### Dataset entries

::::

#[cfg(test)]
mod tests {
    use super::*;
    use crate::init_test_tracing;
    use crate::model::{FillerEntry, FillerPreset, MediaItemId};
    use crate::testing::{
        MemoryPositionStore, MemoryScheduleStore, ScriptedTranscoder, StaticFiller, TranscodeRun,
        remote_media, test_channel, test_services, url_item,
    };

    fn fast_config() -> PlayoutConfig {
        PlayoutConfig::builder()
            .restart_backoff(Duration::from_millis(10), Duration::from_millis(80))
            .item_error_pause(Duration::from_millis(10))
            .idle_retry_delay(Duration::from_millis(10))
            .stop_grace(Duration::from_millis(200))
            .build()
    }

    struct Fixture {
        schedule: Arc<MemoryScheduleStore>,
        positions: Arc<MemoryPositionStore>,
        transcoder: Arc<ScriptedTranscoder>,
    }

    impl Fixture {
        fn new(schedule: MemoryScheduleStore, transcoder: ScriptedTranscoder) -> Self {
            Self {
                schedule: Arc::new(schedule),
                positions: Arc::new(MemoryPositionStore::new()),
                transcoder: Arc::new(transcoder),
            }
        }

        fn with_positions(mut self, positions: MemoryPositionStore) -> Self {
            self.positions = Arc::new(positions);
            self
        }

        fn stream(&self, config: PlayoutConfig) -> Arc<ChannelStream> {
            self.stream_with(config, |services| services)
        }

        fn stream_with(
            &self,
            config: PlayoutConfig,
            customize: impl FnOnce(Services) -> Services,
        ) -> Arc<ChannelStream> {
            let services = customize(test_services(
                Arc::clone(&self.schedule),
                Arc::clone(&self.positions),
                Arc::clone(&self.transcoder),
            ));
            Arc::new(ChannelStream::new(
                test_channel(1),
                Arc::new(services),
                config,
            ))
        }
    }

    async fn wait_for(mut predicate: impl FnMut() -> bool) {
        for _ in 0..500 {
            if predicate() {
                return;
            }
            tokio::time::sleep(Duration::from_millis(10)).await;
        }
        panic!("condition not reached in time");
    }

    fn chunk(byte: u8) -> Bytes {
        Bytes::from(vec![byte; 188])
    }

    #[tokio::test(start_paused = true)]
    async fn start_is_idempotent() {
        init_test_tracing!();
        let fixture = Fixture::new(
            MemoryScheduleStore::new()
                .with_channel(test_channel(1))
                .with_items(ChannelId(1), vec![url_item(1, 600)]),
            ScriptedTranscoder::new(vec![]),
        );
        let stream = fixture.stream(fast_config());

        stream.start().await.unwrap();
        let transcoder = Arc::clone(&fixture.transcoder);
        wait_for(move || transcoder.open_count() == 1).await;

        stream.start().await.unwrap();
        tokio::time::sleep(Duration::from_millis(200)).await;
        // no second producer appeared
        assert_eq!(fixture.transcoder.open_count(), 1);
        assert!(stream.status().running);
        assert_eq!(stream.status().state, ChannelState::Running);

        stream.stop().await;
        assert_eq!(stream.status().state, ChannelState::Idle);
    }

    #[tokio::test(start_paused = true)]
    async fn failing_item_is_skipped_without_a_restart() {
        init_test_tracing!();
        // three items; item 1 fails mid-schedule, the loop must move on
        let fixture = Fixture::new(
            MemoryScheduleStore::new()
                .with_channel(test_channel(1))
                .with_items(
                    ChannelId(1),
                    vec![url_item(1, 600), url_item(2, 600), url_item(3, 600)],
                ),
            ScriptedTranscoder::new(vec![
                TranscodeRun::Chunks(vec![chunk(0)]),
                TranscodeRun::Fail("decoder exploded".into()),
                TranscodeRun::Chunks(vec![chunk(2)]),
            ]),
        );
        let stream = fixture.stream(fast_config());
        stream.start().await.unwrap();

        let transcoder = Arc::clone(&fixture.transcoder);
        wait_for(move || transcoder.open_count() >= 4).await;

        // fresh anchor, then one advance per item: 0, 1, 2, wrap to 0
        let indices: Vec<usize> = fixture
            .positions
            .saves()
            .iter()
            .map(|(_, position)| position.current_index)
            .collect();
        assert_eq!(&indices[..4], &[0, 1, 2, 0]);
        // the failure never reached the supervisor
        assert_eq!(stream.status().state, ChannelState::Running);

        stream.stop().await;
    }

    #[tokio::test(start_paused = true)]
    async fn restart_budget_exhaustion_is_terminal() {
        init_test_tracing!();
        let fixture = Fixture::new(
            MemoryScheduleStore::new()
                .with_channel(test_channel(1))
                .with_items(ChannelId(1), vec![url_item(1, 600)]),
            ScriptedTranscoder::always_failing(),
        );
        let config = PlayoutConfig::builder()
            .restart_backoff(Duration::from_millis(10), Duration::from_millis(80))
            .max_restarts(2)
            .max_consecutive_item_failures(1)
            .build();
        let stream = fixture.stream(config);

        let mut subscriber = stream.subscribe().await.unwrap();
        let watched = Arc::clone(&stream);
        wait_for(move || {
            watched.status().state == ChannelState::Stopped(StopReason::MaxRestartsExceeded)
        })
        .await;

        // initial run plus two restarts, then nothing more
        assert_eq!(fixture.transcoder.open_count(), 3);
        tokio::time::sleep(Duration::from_millis(500)).await;
        assert_eq!(fixture.transcoder.open_count(), 3);
        assert!(!stream.status().running);

        // attached clients were ended, and new viewers are refused
        assert!(subscriber.next().await.is_none());
        assert!(matches!(
            stream.subscribe().await,
            Err(PlayoutError::MaxRestartsExceeded(ChannelId(1)))
        ));
    }

    #[tokio::test(start_paused = true)]
    async fn quiet_producer_yields_keepalive_then_closes() {
        init_test_tracing!();
        let fixture = Fixture::new(
            MemoryScheduleStore::new()
                .with_channel(test_channel(1))
                .with_items(ChannelId(1), vec![url_item(1, 600)]),
            ScriptedTranscoder::new(vec![TranscodeRun::Hang]),
        );
        let config = PlayoutConfig {
            max_silent_reads: 3,
            keepalive_packets: 4,
            ..fast_config()
        };
        let stream = fixture.stream(config);
        let mut subscriber = stream.subscribe().await.unwrap();

        for _ in 0..2 {
            let padding = subscriber.next().await.expect("keep-alive burst");
            assert_eq!(padding.len(), 4 * tspad::TS_PACKET_SIZE);
            tspad::check_packets(&padding).unwrap();
        }
        // third consecutive timeout ends the connection
        assert!(subscriber.next().await.is_none());

        stream.stop().await;
    }

    #[tokio::test(start_paused = true)]
    async fn seek_offset_is_consumed_exactly_once() {
        init_test_tracing!();
        // anchored 630s ago over [600s, 600s]: resume 30s into item 1
        let anchor = Utc::now() - chrono::Duration::seconds(630);
        let fixture = Fixture::new(
            MemoryScheduleStore::new()
                .with_channel(test_channel(1))
                .with_items(ChannelId(1), vec![url_item(1, 600), url_item(2, 600)]),
            ScriptedTranscoder::new(vec![
                TranscodeRun::Chunks(vec![chunk(0)]),
                TranscodeRun::Chunks(vec![chunk(1)]),
            ]),
        )
        .with_positions(MemoryPositionStore::new().with_position(
            ChannelId(1),
            PlaybackPosition {
                anchor,
                current_index: 0,
                last_played_at: anchor,
            },
        ));
        let stream = fixture.stream(fast_config());
        stream.start().await.unwrap();

        let transcoder = Arc::clone(&fixture.transcoder);
        wait_for(move || transcoder.open_count() >= 2).await;

        let seeks = fixture.transcoder.seeks();
        assert!(
            seeks[0] >= Duration::from_secs(29) && seeks[0] < Duration::from_secs(32),
            "expected ~30s seek, got {:?}",
            seeks[0]
        );
        assert_eq!(seeks[1], Duration::ZERO);

        stream.stop().await;
    }

    #[tokio::test(start_paused = true)]
    async fn first_start_persists_a_fresh_anchor() {
        let fixture = Fixture::new(
            MemoryScheduleStore::new()
                .with_channel(test_channel(1))
                .with_items(ChannelId(1), vec![url_item(1, 600)]),
            ScriptedTranscoder::new(vec![]),
        );
        let stream = fixture.stream(fast_config());

        let before = Utc::now();
        stream.start().await.unwrap();

        let saves = fixture.positions.saves();
        assert_eq!(saves.len(), 1);
        let (channel, position) = &saves[0];
        assert_eq!(*channel, ChannelId(1));
        assert_eq!(position.current_index, 0);
        assert!(position.anchor >= before);

        stream.stop().await;
    }

    #[tokio::test(start_paused = true)]
    async fn empty_schedule_plays_weighted_filler() {
        init_test_tracing!();
        let preset = FillerPreset {
            id: 1,
            entries: vec![FillerEntry {
                media: MediaItemId(42),
                weight: 3,
            }],
            collection: None,
        };
        let fixture = Fixture::new(
            MemoryScheduleStore::new()
                .with_channel(test_channel(1))
                .with_media(remote_media(42, "http://library/filler.ts"))
                .with_preset(ChannelId(1), preset),
            ScriptedTranscoder::new(vec![]),
        );
        let stream = fixture.stream(fast_config());
        stream.start().await.unwrap();

        let transcoder = Arc::clone(&fixture.transcoder);
        wait_for(move || transcoder.open_count() >= 1).await;
        assert_eq!(
            fixture.transcoder.targets()[0],
            "http://library/filler.ts"
        );
        // filler never advances the persisted index
        assert_eq!(fixture.positions.saves().len(), 0);

        stream.stop().await;
    }

    #[tokio::test(start_paused = true)]
    async fn preset_without_entries_falls_back_to_the_collection() {
        init_test_tracing!();
        let preset = FillerPreset {
            id: 1,
            entries: Vec::new(),
            collection: Some(9),
        };
        let fixture = Fixture::new(
            MemoryScheduleStore::new()
                .with_channel(test_channel(1))
                .with_preset(ChannelId(1), preset),
            ScriptedTranscoder::new(vec![]),
        );
        let stream = fixture.stream_with(fast_config(), |mut services| {
            services.filler = Arc::new(StaticFiller(remote_media(
                77,
                "http://library/collection-pick.ts",
            )));
            services
        });
        stream.start().await.unwrap();

        let transcoder = Arc::clone(&fixture.transcoder);
        wait_for(move || transcoder.open_count() >= 1).await;
        assert_eq!(
            fixture.transcoder.targets()[0],
            "http://library/collection-pick.ts"
        );

        stream.stop().await;
    }

    #[tokio::test(start_paused = true)]
    async fn no_content_idles_instead_of_failing() {
        init_test_tracing!();
        let fixture = Fixture::new(
            MemoryScheduleStore::new().with_channel(test_channel(1)),
            ScriptedTranscoder::new(vec![]),
        );
        let stream = fixture.stream(fast_config());
        stream.start().await.unwrap();

        tokio::time::sleep(Duration::from_millis(500)).await;
        assert_eq!(fixture.transcoder.open_count(), 0);
        assert!(stream.status().running);

        stream.stop().await;
    }

    #[tokio::test(start_paused = true)]
    async fn watchdog_sees_every_published_chunk() {
        init_test_tracing!();
        let fixture = Fixture::new(
            MemoryScheduleStore::new()
                .with_channel(test_channel(1))
                .with_items(ChannelId(1), vec![url_item(1, 600)]),
            ScriptedTranscoder::new(vec![TranscodeRun::Chunks(vec![chunk(0), chunk(1)])]),
        );
        let watchdog = Arc::new(crate::testing::RecordingWatchdog::new());
        let stream = fixture.stream_with(fast_config(), |mut services| {
            services.watchdog = Some(Arc::clone(&watchdog) as Arc<dyn Watchdog>);
            services
        });
        stream.start().await.unwrap();

        let transcoder = Arc::clone(&fixture.transcoder);
        wait_for(move || transcoder.open_count() >= 2).await;
        let reports = watchdog.reports();
        assert_eq!(reports.len(), 2);
        assert!(reports.iter().all(|(id, bytes)| *id == ChannelId(1) && *bytes == 188));
        assert!(stream.status().bytes_streamed >= 376);

        stream.stop().await;
    }

    #[tokio::test(start_paused = true)]
    async fn current_position_reads_do_not_touch_the_producer() {
        let fixture = Fixture::new(
            MemoryScheduleStore::new()
                .with_channel(test_channel(1))
                .with_items(ChannelId(1), vec![url_item(1, 600), url_item(2, 600)]),
            ScriptedTranscoder::new(vec![]),
        );
        let stream = fixture.stream(fast_config());
        stream.start().await.unwrap();

        let transcoder = Arc::clone(&fixture.transcoder);
        wait_for(move || transcoder.open_count() >= 1).await;
        let snapshot = stream.current_position();
        assert_eq!(snapshot.item_index, 0);
        assert!(snapshot.item_started_at >= snapshot.anchor);

        stream.stop().await;
    }
}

::::

Give only a number, the count of lines above that include the string "snapshot".

3